▶ **Exercise requirements**: Where does the word "StateNode" show up in the records? Copy every line that has it.

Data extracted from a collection
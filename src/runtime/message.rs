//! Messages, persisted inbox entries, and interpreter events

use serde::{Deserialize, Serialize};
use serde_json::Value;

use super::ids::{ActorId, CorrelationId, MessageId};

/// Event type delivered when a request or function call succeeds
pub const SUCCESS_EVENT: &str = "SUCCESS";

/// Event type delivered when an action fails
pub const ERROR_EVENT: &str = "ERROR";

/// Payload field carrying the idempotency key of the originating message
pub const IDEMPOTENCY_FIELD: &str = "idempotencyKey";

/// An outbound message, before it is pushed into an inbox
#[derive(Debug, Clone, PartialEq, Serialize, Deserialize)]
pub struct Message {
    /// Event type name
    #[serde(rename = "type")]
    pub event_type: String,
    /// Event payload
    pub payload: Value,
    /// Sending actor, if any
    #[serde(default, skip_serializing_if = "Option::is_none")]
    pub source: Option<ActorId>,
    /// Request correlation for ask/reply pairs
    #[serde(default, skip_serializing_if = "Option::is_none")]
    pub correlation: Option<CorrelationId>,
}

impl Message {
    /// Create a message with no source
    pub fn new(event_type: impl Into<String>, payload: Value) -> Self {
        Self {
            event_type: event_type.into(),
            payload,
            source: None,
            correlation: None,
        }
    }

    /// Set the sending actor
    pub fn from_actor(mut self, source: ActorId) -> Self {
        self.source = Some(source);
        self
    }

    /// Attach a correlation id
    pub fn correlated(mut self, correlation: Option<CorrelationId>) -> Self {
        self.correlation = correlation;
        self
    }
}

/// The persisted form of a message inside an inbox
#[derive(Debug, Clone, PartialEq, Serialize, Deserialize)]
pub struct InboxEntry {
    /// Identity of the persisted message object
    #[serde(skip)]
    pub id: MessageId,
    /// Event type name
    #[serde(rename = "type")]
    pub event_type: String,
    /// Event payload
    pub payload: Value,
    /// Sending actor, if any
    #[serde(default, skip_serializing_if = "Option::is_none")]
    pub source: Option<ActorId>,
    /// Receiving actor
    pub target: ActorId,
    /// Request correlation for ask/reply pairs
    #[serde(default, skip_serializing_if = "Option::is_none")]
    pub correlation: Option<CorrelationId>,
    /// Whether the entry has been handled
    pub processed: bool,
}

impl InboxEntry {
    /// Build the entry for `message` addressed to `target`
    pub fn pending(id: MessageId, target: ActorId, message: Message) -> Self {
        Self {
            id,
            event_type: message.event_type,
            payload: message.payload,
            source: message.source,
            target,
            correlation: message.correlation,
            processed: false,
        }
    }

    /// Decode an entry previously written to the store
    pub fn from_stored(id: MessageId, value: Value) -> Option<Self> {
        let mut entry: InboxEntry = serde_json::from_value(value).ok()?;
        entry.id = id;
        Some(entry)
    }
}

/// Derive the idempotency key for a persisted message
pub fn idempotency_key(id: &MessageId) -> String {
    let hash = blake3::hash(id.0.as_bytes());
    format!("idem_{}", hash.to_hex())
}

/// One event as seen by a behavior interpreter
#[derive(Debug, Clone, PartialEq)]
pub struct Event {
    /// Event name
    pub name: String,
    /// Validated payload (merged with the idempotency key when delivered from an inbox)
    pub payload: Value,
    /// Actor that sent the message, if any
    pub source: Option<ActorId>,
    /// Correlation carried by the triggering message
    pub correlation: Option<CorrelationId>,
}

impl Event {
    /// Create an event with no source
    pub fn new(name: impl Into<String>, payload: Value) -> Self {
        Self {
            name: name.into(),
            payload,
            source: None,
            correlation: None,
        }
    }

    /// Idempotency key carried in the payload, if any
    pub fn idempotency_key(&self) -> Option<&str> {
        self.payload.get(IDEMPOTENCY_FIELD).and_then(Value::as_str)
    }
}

* * *

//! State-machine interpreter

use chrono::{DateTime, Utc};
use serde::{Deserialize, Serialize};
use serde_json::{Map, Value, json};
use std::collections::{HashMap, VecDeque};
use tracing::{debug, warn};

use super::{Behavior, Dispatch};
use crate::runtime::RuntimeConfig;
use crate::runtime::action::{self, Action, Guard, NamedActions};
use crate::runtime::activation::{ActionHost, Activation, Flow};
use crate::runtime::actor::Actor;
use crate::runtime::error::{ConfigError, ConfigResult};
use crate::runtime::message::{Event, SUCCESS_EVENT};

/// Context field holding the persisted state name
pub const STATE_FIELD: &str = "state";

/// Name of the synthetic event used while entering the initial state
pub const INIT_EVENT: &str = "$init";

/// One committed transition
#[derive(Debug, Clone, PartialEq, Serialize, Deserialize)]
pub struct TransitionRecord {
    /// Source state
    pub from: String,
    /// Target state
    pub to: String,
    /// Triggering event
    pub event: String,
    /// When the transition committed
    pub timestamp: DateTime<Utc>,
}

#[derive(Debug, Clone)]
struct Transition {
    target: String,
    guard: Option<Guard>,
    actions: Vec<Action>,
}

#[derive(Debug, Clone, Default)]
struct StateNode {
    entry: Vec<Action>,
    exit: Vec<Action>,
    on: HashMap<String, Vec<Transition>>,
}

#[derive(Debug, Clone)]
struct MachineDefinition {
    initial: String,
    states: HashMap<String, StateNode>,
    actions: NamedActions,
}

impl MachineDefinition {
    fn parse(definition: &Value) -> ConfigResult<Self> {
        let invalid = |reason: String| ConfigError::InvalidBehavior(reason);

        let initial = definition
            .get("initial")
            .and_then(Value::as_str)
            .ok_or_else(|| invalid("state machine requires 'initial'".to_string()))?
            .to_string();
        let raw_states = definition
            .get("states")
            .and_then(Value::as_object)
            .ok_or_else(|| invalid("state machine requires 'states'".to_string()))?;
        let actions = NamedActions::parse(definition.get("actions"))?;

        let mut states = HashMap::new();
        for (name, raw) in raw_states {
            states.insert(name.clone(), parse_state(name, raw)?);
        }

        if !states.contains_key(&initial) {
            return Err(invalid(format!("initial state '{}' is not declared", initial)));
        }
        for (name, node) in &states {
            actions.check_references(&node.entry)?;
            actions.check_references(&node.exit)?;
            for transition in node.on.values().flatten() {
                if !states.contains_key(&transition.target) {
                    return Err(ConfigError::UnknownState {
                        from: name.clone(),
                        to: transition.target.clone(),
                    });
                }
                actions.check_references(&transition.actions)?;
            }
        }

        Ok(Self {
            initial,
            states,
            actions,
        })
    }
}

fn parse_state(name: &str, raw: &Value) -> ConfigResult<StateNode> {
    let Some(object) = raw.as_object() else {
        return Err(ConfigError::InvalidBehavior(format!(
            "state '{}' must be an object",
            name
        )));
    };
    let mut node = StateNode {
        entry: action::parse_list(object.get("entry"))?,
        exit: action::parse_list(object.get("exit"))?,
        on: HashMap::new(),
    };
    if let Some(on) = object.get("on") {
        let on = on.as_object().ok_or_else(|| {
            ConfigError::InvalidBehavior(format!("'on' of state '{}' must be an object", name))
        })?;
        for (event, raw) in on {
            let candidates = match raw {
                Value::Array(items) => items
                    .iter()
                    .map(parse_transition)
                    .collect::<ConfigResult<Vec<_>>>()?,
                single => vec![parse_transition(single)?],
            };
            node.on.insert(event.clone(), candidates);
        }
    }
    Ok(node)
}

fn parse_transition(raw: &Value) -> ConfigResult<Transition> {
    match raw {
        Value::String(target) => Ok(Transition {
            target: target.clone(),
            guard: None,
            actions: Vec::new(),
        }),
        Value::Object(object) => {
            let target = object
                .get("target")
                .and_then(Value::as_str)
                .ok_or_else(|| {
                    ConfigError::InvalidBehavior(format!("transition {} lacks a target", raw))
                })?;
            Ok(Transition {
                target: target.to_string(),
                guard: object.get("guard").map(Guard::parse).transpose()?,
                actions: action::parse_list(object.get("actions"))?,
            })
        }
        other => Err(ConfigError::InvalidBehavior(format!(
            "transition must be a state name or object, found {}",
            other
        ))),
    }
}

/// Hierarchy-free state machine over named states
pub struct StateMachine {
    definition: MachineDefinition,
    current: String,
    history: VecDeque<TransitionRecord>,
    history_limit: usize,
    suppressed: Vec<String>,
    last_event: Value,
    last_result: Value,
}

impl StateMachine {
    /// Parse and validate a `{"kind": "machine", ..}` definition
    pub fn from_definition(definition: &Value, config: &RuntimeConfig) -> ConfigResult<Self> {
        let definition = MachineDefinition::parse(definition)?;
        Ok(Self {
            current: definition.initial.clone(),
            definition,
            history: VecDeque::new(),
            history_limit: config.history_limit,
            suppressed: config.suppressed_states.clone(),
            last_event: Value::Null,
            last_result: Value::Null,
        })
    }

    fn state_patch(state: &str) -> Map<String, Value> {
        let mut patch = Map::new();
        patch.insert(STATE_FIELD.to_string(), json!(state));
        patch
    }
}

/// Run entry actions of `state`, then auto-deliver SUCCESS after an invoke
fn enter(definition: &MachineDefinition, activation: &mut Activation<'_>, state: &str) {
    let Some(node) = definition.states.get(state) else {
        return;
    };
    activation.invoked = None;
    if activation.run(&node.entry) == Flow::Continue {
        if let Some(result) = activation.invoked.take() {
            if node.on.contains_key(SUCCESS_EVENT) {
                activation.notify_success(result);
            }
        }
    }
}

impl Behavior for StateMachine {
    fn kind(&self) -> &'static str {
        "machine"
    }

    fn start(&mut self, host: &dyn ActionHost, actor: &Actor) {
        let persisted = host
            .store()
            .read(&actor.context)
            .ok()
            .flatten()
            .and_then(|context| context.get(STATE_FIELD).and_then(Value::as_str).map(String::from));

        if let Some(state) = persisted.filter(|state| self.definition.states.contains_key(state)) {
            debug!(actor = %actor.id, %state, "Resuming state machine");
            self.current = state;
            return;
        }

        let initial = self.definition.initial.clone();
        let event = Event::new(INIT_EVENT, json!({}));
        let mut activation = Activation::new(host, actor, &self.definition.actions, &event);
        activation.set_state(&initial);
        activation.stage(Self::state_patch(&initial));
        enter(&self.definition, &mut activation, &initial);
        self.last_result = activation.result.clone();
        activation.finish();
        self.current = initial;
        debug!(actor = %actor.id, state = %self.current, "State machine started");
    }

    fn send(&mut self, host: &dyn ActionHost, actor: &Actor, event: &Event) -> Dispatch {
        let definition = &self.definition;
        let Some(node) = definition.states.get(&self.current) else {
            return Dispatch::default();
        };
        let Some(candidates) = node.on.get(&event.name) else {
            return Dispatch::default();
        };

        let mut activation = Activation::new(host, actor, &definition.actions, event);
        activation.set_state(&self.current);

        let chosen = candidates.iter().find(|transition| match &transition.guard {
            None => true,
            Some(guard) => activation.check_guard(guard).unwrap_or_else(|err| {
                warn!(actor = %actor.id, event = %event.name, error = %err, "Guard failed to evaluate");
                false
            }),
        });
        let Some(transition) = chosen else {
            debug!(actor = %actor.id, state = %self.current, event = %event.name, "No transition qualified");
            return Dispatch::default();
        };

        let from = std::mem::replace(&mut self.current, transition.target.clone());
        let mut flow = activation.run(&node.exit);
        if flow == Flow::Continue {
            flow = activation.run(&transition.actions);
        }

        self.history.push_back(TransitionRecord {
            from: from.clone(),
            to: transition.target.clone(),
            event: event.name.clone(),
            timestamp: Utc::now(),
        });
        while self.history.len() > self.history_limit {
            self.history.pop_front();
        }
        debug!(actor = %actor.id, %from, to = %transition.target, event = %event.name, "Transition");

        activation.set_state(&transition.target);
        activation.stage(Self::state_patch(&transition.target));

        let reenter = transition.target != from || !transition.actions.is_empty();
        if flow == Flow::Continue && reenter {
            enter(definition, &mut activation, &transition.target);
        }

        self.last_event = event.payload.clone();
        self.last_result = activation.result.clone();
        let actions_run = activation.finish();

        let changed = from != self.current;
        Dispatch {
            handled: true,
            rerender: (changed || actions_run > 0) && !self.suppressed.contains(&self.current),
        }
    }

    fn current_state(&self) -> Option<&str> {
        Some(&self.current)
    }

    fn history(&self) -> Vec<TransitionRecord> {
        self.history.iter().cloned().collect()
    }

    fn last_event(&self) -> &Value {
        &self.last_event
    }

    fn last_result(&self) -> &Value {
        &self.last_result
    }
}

...

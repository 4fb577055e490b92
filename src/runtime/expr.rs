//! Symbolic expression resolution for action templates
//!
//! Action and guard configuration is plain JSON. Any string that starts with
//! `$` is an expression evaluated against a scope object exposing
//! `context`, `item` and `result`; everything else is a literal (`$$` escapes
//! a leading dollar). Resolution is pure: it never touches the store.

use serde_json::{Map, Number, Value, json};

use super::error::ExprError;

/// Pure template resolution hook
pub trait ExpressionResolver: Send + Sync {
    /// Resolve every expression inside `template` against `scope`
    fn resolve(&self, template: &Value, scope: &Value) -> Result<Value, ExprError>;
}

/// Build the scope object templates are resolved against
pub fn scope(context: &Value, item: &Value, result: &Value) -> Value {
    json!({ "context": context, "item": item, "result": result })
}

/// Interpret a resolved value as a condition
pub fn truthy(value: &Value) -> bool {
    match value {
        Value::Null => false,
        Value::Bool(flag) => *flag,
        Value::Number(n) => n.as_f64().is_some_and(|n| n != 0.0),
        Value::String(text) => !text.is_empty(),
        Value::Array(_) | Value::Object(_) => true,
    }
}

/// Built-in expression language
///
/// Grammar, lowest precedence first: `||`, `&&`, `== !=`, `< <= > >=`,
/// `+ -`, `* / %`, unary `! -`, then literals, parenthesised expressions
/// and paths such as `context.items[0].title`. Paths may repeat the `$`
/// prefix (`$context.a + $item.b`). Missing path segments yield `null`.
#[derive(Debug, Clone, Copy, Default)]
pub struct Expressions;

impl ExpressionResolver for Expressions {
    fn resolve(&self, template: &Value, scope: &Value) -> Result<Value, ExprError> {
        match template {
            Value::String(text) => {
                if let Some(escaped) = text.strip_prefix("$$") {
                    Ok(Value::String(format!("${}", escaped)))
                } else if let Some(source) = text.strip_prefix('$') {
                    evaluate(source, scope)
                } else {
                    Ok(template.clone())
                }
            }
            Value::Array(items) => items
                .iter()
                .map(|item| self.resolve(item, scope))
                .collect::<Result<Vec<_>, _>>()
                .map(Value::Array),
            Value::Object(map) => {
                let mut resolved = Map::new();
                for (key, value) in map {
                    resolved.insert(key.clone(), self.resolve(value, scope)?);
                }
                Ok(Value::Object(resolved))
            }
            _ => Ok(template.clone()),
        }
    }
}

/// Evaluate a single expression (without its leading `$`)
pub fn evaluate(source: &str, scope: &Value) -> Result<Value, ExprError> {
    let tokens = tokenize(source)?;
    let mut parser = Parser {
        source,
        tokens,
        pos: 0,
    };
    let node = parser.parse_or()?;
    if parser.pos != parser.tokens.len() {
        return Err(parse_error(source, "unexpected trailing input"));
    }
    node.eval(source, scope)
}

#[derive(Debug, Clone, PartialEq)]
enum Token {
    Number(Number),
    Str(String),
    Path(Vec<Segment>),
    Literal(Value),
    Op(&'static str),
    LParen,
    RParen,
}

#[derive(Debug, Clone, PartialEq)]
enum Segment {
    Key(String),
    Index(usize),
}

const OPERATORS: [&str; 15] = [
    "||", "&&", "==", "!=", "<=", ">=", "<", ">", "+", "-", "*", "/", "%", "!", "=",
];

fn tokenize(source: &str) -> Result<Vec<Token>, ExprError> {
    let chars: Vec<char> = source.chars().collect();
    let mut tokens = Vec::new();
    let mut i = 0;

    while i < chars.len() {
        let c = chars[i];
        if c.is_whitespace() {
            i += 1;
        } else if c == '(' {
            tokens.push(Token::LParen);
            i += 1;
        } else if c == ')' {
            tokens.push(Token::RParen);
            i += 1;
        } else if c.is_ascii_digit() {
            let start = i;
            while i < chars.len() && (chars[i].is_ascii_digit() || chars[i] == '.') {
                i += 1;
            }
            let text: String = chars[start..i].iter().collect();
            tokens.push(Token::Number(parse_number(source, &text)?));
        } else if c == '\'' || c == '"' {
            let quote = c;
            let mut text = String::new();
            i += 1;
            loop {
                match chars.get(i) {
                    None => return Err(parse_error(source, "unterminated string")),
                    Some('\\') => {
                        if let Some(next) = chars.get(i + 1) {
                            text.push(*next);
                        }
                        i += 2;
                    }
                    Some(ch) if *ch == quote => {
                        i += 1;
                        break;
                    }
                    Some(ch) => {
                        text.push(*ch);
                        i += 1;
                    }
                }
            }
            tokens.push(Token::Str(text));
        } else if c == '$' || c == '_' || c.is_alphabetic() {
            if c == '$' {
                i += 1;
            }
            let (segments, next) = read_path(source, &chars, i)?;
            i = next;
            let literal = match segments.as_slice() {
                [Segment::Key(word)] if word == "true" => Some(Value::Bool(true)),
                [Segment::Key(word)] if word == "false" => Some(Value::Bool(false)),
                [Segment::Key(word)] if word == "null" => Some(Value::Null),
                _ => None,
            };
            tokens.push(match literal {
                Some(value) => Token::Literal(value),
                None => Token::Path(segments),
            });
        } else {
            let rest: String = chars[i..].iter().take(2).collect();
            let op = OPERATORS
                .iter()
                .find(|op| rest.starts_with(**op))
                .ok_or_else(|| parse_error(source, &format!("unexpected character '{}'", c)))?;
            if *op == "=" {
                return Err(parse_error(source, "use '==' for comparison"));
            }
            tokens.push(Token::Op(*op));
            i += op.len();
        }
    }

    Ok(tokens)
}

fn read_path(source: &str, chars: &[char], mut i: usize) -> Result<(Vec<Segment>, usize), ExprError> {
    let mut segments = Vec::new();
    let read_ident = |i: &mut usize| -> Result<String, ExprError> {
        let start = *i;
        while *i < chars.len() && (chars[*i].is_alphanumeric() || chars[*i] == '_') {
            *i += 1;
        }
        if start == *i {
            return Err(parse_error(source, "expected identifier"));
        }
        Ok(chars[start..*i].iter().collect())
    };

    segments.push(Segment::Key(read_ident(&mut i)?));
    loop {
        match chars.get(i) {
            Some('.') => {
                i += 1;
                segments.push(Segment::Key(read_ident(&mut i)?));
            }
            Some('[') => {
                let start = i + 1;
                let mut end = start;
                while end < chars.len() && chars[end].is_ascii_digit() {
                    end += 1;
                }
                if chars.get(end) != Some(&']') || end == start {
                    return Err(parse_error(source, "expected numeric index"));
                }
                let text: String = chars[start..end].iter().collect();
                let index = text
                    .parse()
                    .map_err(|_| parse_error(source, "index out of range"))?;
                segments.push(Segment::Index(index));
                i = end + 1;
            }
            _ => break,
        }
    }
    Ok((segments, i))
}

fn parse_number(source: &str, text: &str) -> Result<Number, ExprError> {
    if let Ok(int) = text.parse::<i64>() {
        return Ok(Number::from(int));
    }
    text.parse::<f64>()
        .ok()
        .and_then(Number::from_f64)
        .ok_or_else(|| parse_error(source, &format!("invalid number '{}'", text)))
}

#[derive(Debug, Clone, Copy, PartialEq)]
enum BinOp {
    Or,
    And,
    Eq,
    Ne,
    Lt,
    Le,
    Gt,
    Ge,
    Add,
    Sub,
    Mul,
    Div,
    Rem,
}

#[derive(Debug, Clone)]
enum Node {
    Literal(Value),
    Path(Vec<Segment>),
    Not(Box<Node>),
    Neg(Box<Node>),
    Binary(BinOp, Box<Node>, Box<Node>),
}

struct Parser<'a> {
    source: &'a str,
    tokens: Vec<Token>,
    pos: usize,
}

▶ **Result**:
struct StateNode {
    states: HashMap<String, StateNode>,
fn parse_state(name: &str, raw: &Value) -> ConfigResult<StateNode> {
    let mut node = StateNode {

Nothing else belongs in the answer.